(The input begins)
#[cfg(test)]
mod tests {
    use super::*;

    fn today() -> NaiveDate {
        NaiveDate::from_ymd_opt(2024, 6, 1).unwrap()
    }

    fn sample() -> RawParameters {
        RawParameters {
            sex: "male".into(),
            bilirubin: 1.2,
            sodium: 135.0,
            inr: 1.1,
            albumin: 3.0,
            creatinine: 1.5,
            had_dialysis: false,
            date_of_birth: "1990-01-01".into(),
        }
    }

    #[test]
    fn accepts_sample_parameters() {
        let params = validate(&sample(), today()).expect("valid parameters");
        assert_eq!(params.sex(), Sex::Male);
        assert_eq!(params.bilirubin(), 1.2);
        assert_eq!(params.sodium(), 135.0);
        assert_eq!(params.inr(), 1.1);
        assert_eq!(params.albumin(), 3.0);
        assert_eq!(params.creatinine(), 1.5);
        assert!(!params.had_dialysis());
        assert_eq!(
            params.date_of_birth(),
            NaiveDate::from_ymd_opt(1990, 1, 1).unwrap()
        );
    }

    #[test]
    fn rejects_bilirubin_out_of_range() {
        let raw = RawParameters {
            bilirubin: 100.0,
            ..sample()
        };
        let err = validate(&raw, today()).expect_err("bilirubin 100 is out of range");
        assert_eq!(err.field(), Field::Bilirubin);
        assert_eq!(err.to_string(), "bilirubin must be between 0 and 99 mg/dL");
    }

    #[test]
    fn rejects_sodium_out_of_range() {
        let raw = RawParameters {
            sodium: 99.0,
            ..sample()
        };
        let err = validate(&raw, today()).expect_err("sodium 99 is out of range");
        assert_eq!(err, ValidationError::InvalidSodium { value: 99.0 });
        assert_eq!(err.to_string(), "sodium must be between 100 and 200 mEq/L");
    }

    #[test]
    fn rejects_inr_out_of_range() {
        let raw = RawParameters {
            inr: 0.4,
            ..sample()
        };
        let err = validate(&raw, today()).expect_err("INR 0.4 is out of range");
        assert_eq!(err.field(), Field::Inr);
        assert_eq!(err.to_string(), "INR must be between 0.5 and 99");
    }

    #[test]
    fn rejects_albumin_out_of_range() {
        let raw = RawParameters {
            albumin: 0.4,
            ..sample()
        };
        let err = validate(&raw, today()).expect_err("albumin 0.4 is out of range");
        assert_eq!(err.field(), Field::Albumin);
        assert_eq!(err.to_string(), "albumin must be between 0.5 and 9.9 g/dL");
    }

    #[test]
    fn rejects_zero_creatinine() {
        let raw = RawParameters {
            creatinine: 0.0,
            ..sample()
        };
        let err = validate(&raw, today()).expect_err("creatinine 0 is out of range");
        assert_eq!(err.field(), Field::Creatinine);
        assert_eq!(err.to_string(), "creatinine must be between 0.01 and 40 mg/dL");
    }

    #[test]
    fn range_bounds_are_inclusive() {
        let low = RawParameters {
            bilirubin: 0.0,
            sodium: 100.0,
            inr: 0.5,
            albumin: 0.5,
            creatinine: 0.01,
            ..sample()
        };
        let high = RawParameters {
            bilirubin: 99.0,
            sodium: 200.0,
            inr: 99.0,
            albumin: 9.9,
            creatinine: 40.0,
            ..sample()
        };
        assert!(validate(&low, today()).is_ok());
        assert!(validate(&high, today()).is_ok());
    }

    #[test]
    fn rejects_nan() {
        let raw = RawParameters {
            inr: f64::NAN,
            ..sample()
        };
        let err = validate(&raw, today()).expect_err("NaN is never in range");
        assert_eq!(err.field(), Field::Inr);
    }

    #[test]
    fn sex_is_case_insensitive() {
        for sex in ["male", "female", "MALE", "Female", "fEmAlE"] {
            let raw = RawParameters {
                sex: sex.into(),
                ..sample()
            };
            assert!(validate(&raw, today()).is_ok(), "{sex} should be accepted");
        }

        let female = RawParameters {
            sex: "FEMALE".into(),
            ..sample()
        };
        assert_eq!(validate(&female, today()).unwrap().sex(), Sex::Female);
    }

    #[test]
    fn rejects_unknown_sex() {
        let raw = RawParameters {
            sex: "unknown".into(),
            ..sample()
        };
        let err = validate(&raw, today()).expect_err("unknown sex is rejected");
        assert_eq!(err.field(), Field::Sex);
        assert_eq!(err.to_string(), "sex must be either \"male\" or \"female\"");
    }

    #[test]
    fn rejects_future_date_of_birth() {
        let raw = RawParameters {
            date_of_birth: "3000-01-01".into(),
            ..sample()
        };
        let err = validate(&raw, today()).expect_err("future DOB is rejected");
        assert_eq!(err.field(), Field::DateOfBirth);
        assert!(matches!(
            err,
            ValidationError::InvalidDateOfBirth(DateOfBirthProblem::InFuture(_))
        ));
    }

    #[test]
    fn birth_today_is_accepted() {
        let raw = RawParameters {
            date_of_birth: "2024-06-01".into(),
            ..sample()
        };
        assert!(validate(&raw, today()).is_ok());
    }

    #[test]
    fn accepts_date_time_of_birth() {
        let raw = RawParameters {
            date_of_birth: "1990-01-01T08:30:00Z".into(),
            ..sample()
        };
        let params = validate(&raw, today()).expect("date-time DOB is accepted");
        assert_eq!(
            params.date_of_birth(),
            NaiveDate::from_ymd_opt(1990, 1, 1).unwrap()
        );
    }

    #[test]
    fn rejects_partial_date_of_birth() {
        for dob in ["1990", "1990-01", "", "not a date"] {
            let raw = RawParameters {
                date_of_birth: dob.into(),
                ..sample()
            };
            let err = validate(&raw, today()).expect_err("partial DOB is rejected");
            assert_eq!(
                err,
                ValidationError::InvalidDateOfBirth(DateOfBirthProblem::Unparseable(dob.into()))
            );
        }
    }

    #[test]
    fn validate_reports_first_failure_in_field_order() {
        let raw = RawParameters {
            sex: "unknown".into(),
            sodium: 50.0,
            date_of_birth: "3000-01-01".into(),
            ..sample()
        };
        let err = validate(&raw, today()).expect_err("several fields are invalid");
        assert_eq!(err.field(), Field::Sex);

        let raw = RawParameters {
            albumin: 20.0,
            creatinine: 50.0,
            ..sample()
        };
        let err = validate(&raw, today()).expect_err("several fields are invalid");
        assert_eq!(err.field(), Field::Albumin);
    }

    #[test]
    fn validate_all_reports_every_failure_in_field_order() {
        let raw = RawParameters {
            sex: "".into(),
            bilirubin: 0.0,
            sodium: 0.0,
            inr: 0.0,
            albumin: 0.0,
            creatinine: 0.0,
            had_dialysis: true,
            date_of_birth: "".into(),
        };
        let errors = validate_all(&raw, today()).expect_err("zero-filled input is invalid");
        let fields: Vec<Field> = errors.iter().map(ValidationError::field).collect();
        // Zero bilirubin sits on the lower bound and passes.
        assert_eq!(
            fields,
            vec![
                Field::Sex,
                Field::Sodium,
                Field::Inr,
                Field::Albumin,
                Field::Creatinine,
                Field::DateOfBirth,
            ]
        );
    }

    #[test]
    fn validate_all_matches_validate_on_success() {
        let raw = sample();
        assert_eq!(
            validate_all(&raw, today()).expect("valid"),
            validate(&raw, today()).expect("valid")
        );
    }

    #[test]
    fn with_dialysis_only_changes_the_flag() {
        let params = validate(&sample(), today()).unwrap();
        let dialysed = params.with_dialysis(true);
        assert!(dialysed.had_dialysis());
        assert_eq!(dialysed.with_dialysis(false), params);
    }
}
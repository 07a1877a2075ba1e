//! MELD score calculation.
//!
//! Implements the OPTN MELD formula for candidates aged 12 and older:
//! - ages 12 to 17 use the pediatric band (no sex term, constant 7.33)
//! - ages 18 and over use the adult formula (female term 1.33, constant 6)
//!
//! Bilirubin, INR and creatinine are floored at 1.0 so every logarithm is non-negative, sodium
//! and albumin are clamped to their working ranges, and creatinine is capped at 3.0 (also when
//! the patient had dialysis). The result is rounded half away from zero and clamped to 6..=40.

use chrono::{Datelike, NaiveDate};
use serde::Serialize;

use crate::constants::{
    ADULT_AGE_YEARS, AGE_INELIGIBLE_MESSAGE, ALBUMIN_CLAMP, CREATININE_CEILING, LAB_FLOOR,
    MAX_SCORE, MIN_AGE_YEARS, MIN_SCORE, SODIUM_CLAMP,
};
use crate::validation::{ClinicalParameters, Sex};

/// A reportable MELD score, always within 6..=40.
#[derive(Clone, Copy, Debug, PartialEq, Eq, PartialOrd, Ord, Hash, Serialize)]
#[serde(transparent)]
pub struct MeldScore(u8);

impl MeldScore {
    /// Rounds a raw formula value to the nearest integer (half away from zero) and clamps it to
    /// the reportable range.
    ///
    /// Returns `None` for non-finite input.
    pub fn from_raw(raw: f64) -> Option<Self> {
        if !raw.is_finite() {
            return None;
        }
        let clamped = raw.round().clamp(f64::from(MIN_SCORE), f64::from(MAX_SCORE));
        Some(Self(clamped as u8))
    }

    pub fn value(self) -> u8 {
        self.0
    }
}

impl std::fmt::Display for MeldScore {
    fn fmt(&self, f: &mut std::fmt::Formatter<'_>) -> std::fmt::Result {
        write!(f, "{}", self.0)
    }
}

/// Outcome of a score calculation.
///
/// Either a score with no errors, or no score with at least one error.
#[derive(Clone, Debug, PartialEq, Eq, Serialize)]
pub struct ScoreResult {
    value: Option<MeldScore>,
    errors: Vec<String>,
    success: bool,
}

impl ScoreResult {
    pub fn success(value: MeldScore) -> Self {
        Self {
            value: Some(value),
            errors: Vec::new(),
            success: true,
        }
    }

    /// A failed calculation with a single reason.
    pub fn failure(error: impl Into<String>) -> Self {
        Self {
            value: None,
            errors: vec![error.into()],
            success: false,
        }
    }

    /// A failed calculation with several reasons. An empty list is replaced with a generic
    /// reason so a failure is never silent.
    pub fn failures<I, S>(errors: I) -> Self
    where
        I: IntoIterator<Item = S>,
        S: Into<String>,
    {
        let mut errors: Vec<String> = errors.into_iter().map(Into::into).collect();
        if errors.is_empty() {
            errors.push("MELD score could not be calculated".into());
        }
        Self {
            value: None,
            errors,
            success: false,
        }
    }

    pub fn value(&self) -> Option<MeldScore> {
        self.value
    }

    pub fn errors(&self) -> &[String] {
        &self.errors
    }

    pub fn is_success(&self) -> bool {
        self.success
    }
}

/// Formula band selected by age.
#[derive(Clone, Copy, Debug, PartialEq, Eq)]
pub enum AgeBand {
    /// 12 to 17 years.
    Pediatric,
    /// 18 years and over.
    Adult,
}

impl AgeBand {
    /// Band for `age` whole years, or `None` below the supported minimum.
    pub fn for_age(age: u32) -> Option<Self> {
        if age < MIN_AGE_YEARS {
            None
        } else if age < ADULT_AGE_YEARS {
            Some(AgeBand::Pediatric)
        } else {
            Some(AgeBand::Adult)
        }
    }
}

/// Whole years between `date_of_birth` and `today`.
///
/// Returns 0 when `today` precedes the date of birth.
pub fn age_in_years(date_of_birth: NaiveDate, today: NaiveDate) -> u32 {
    let mut age = today.year() - date_of_birth.year();
    if (today.month(), today.day()) < (date_of_birth.month(), date_of_birth.day()) {
        age -= 1;
    }
    u32::try_from(age).unwrap_or(0)
}

/// Working copies of the lab values after floors, clamps and the creatinine cap.
#[derive(Clone, Copy, Debug, PartialEq)]
pub(crate) struct AdjustedLabs {
    pub bilirubin: f64,
    pub sodium: f64,
    pub inr: f64,
    pub albumin: f64,
    pub creatinine: f64,
}

impl AdjustedLabs {
    pub(crate) fn from_params(params: &ClinicalParameters) -> Self {
        let mut creatinine = params.creatinine().max(LAB_FLOOR);
        if creatinine > CREATININE_CEILING || params.had_dialysis() {
            creatinine = CREATININE_CEILING;
        }

        Self {
            bilirubin: params.bilirubin().max(LAB_FLOOR),
            sodium: params
                .sodium()
                .clamp(*SODIUM_CLAMP.start(), *SODIUM_CLAMP.end()),
            inr: params.inr().max(LAB_FLOOR),
            albumin: params
                .albumin()
                .clamp(*ALBUMIN_CLAMP.start(), *ALBUMIN_CLAMP.end()),
            creatinine,
        }
    }
}

/// Unrounded, unclamped formula value.
pub(crate) fn raw_score(labs: &AdjustedLabs, band: AgeBand, sex: Sex) -> f64 {
    let ln_bilirubin = labs.bilirubin.ln();
    let ln_creatinine = labs.creatinine.ln();
    let sodium_deficit = 137.0 - labs.sodium;
    let albumin_deficit = 3.5 - labs.albumin;

    let polynomial = 4.56 * ln_bilirubin + 0.82 * sodium_deficit
        - 0.24 * sodium_deficit * ln_bilirubin
        + 9.09 * labs.inr.ln()
        + 11.14 * ln_creatinine
        + 1.85 * albumin_deficit
        - 1.83 * albumin_deficit * ln_creatinine;

    match band {
        AgeBand::Pediatric => polynomial + 7.33,
        AgeBand::Adult => {
            let sex_term = if sex == Sex::Female { 1.33 } else { 0.0 };
            polynomial + sex_term + 6.0
        }
    }
}

/// Calculates the MELD score for `params` as of `today`.
///
/// Never panics and never fails outright: patients younger than 12 and internal arithmetic
/// faults are reported through [`ScoreResult::errors`].
pub fn calculate_score(params: &ClinicalParameters, today: NaiveDate) -> ScoreResult {
    let age = age_in_years(params.date_of_birth(), today);
    let Some(band) = AgeBand::for_age(age) else {
        tracing::info!(age, "patient below MELD age range");
        return ScoreResult::failure(AGE_INELIGIBLE_MESSAGE);
    };

    let labs = AdjustedLabs::from_params(params);
    let raw = raw_score(&labs, band, params.sex());

    match MeldScore::from_raw(raw) {
        Some(score) => ScoreResult::success(score),
        None => {
            tracing::error!(?labs, ?band, raw, "non-finite MELD score");
            ScoreResult::failure(format!(
                "Error calculating MELD score: formula produced non-finite value {raw}"
            ))
        }
    }
}
//! FHIR Patient wire model and translation helpers.
//!
//! Only the demographics the MELD formula needs are read: administrative gender and birth
//! date. Every other Patient element is ignored, since real servers return far more than this.

use crate::{expect_resource_type, parse_json, FhirError};
use serde::Deserialize;

// ============================================================================
// Public domain-level types
// ============================================================================

/// Demographics read from a Patient resource.
///
/// Both fields are optional in FHIR and are passed through untouched; deciding whether a value
/// is acceptable belongs to the caller.
#[derive(Clone, Debug, Default, PartialEq, Eq)]
pub struct PatientDemographics {
    /// Administrative gender (`male`, `female`, `other`, `unknown`).
    pub gender: Option<String>,

    /// Date of birth, normally `YYYY-MM-DD` but FHIR also allows `YYYY` and `YYYY-MM`.
    pub birth_date: Option<String>,
}

// ============================================================================
// Public Patient operations
// ============================================================================

/// Patient resource operations.
///
/// This is a zero-sized type used for namespacing patient-related operations.
pub struct Patient;

impl Patient {
    /// Parse a Patient resource from JSON text.
    ///
    /// # Errors
    ///
    /// Returns [`FhirError`] if:
    /// - the JSON does not match the wire schema (the message names the failing path),
    /// - resourceType is not "Patient".
    pub fn parse(json_text: &str) -> Result<PatientDemographics, FhirError> {
        let wire: PatientWire = parse_json(json_text, "Patient")?;
        expect_resource_type(&wire.resource_type, "Patient")?;

        Ok(PatientDemographics {
            gender: wire.gender.filter(|g| !g.trim().is_empty()),
            birth_date: wire.birth_date.filter(|d| !d.trim().is_empty()),
        })
    }
}

// ============================================================================
// Wire types (internal)
// ============================================================================

#[derive(Clone, Debug, Deserialize)]
struct PatientWire {
    #[serde(rename = "resourceType")]
    resource_type: String,

    #[serde(default)]
    gender: Option<String>,

    #[serde(rename = "birthDate", default)]
    birth_date: Option<String>,
}

#[cfg(test)]
mod tests {
    use super::*;

    #[test]
    fn parses_gender_and_birth_date() {
        let input = r#"{
            "resourceType": "Patient",
            "id": "example",
            "name": [{ "family": "Chalmers", "given": ["Peter", "James"] }],
            "gender": "male",
            "birthDate": "1974-12-25"
        }"#;

        let patient = Patient::parse(input).expect("parse patient");
        assert_eq!(patient.gender.as_deref(), Some("male"));
        assert_eq!(patient.birth_date.as_deref(), Some("1974-12-25"));
    }

    #[test]
    fn missing_fields_are_none() {
        let patient = Patient::parse(r#"{ "resourceType": "Patient", "gender": "" }"#)
            .expect("parse minimal patient");
        assert_eq!(patient, PatientDemographics::default());
    }

    #[test]
    fn rejects_invalid_resource_type() {
        let err = Patient::parse(r#"{ "resourceType": "Observation" }"#)
            .expect_err("should reject invalid resourceType");
        match err {
            FhirError::InvalidInput(msg) => {
                assert!(msg.contains("Patient"));
                assert!(msg.contains("Observation"));
            }
            other => panic!("expected InvalidInput error, got {other:?}"),
        }
    }

    #[test]
    fn rejects_wrong_types_with_path() {
        let err = Patient::parse(r#"{ "resourceType": "Patient", "birthDate": 1974 }"#)
            .expect_err("should reject numeric birthDate");
        match err {
            FhirError::Translation(msg) => assert!(msg.contains("birthDate")),
            other => panic!("expected Translation error, got {other:?}"),
        }
    }
}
(The input ends)
From the records above, pull out each line that has "InvalidDateOfBirth".

§ **Answer space**:
            ValidationError::InvalidDateOfBirth(DateOfBirthProblem::InFuture(_))
                ValidationError::InvalidDateOfBirth(DateOfBirthProblem::Unparseable(dob.into()))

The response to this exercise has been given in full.